▸ Prompt:
Every entry that follows is to be duplicated exactly.

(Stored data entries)
▬▬▬▬▬▬▬▬▬▬

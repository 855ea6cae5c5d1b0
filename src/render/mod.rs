mod lighting;
mod rasterizer;
mod recorder;

pub use lighting::{light_in_eye_space, LightSettings};
pub use rasterizer::SoftwareRasterizer;
pub use recorder::{CommandRecorder, DrawCommand, RecordedPass};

▬▬▬▬▬▬▬▬▬▬

▸ Reply to the task:
repository 855ea6cae5c5d1b0
filename src/render/mod.rs
mod lighting;
mod rasterizer;
mod recorder;

pub use lighting::{light_in_eye_space, LightSettings};
pub use rasterizer::SoftwareRasterizer;
pub use recorder::{CommandRecorder, DrawCommand, RecordedPass};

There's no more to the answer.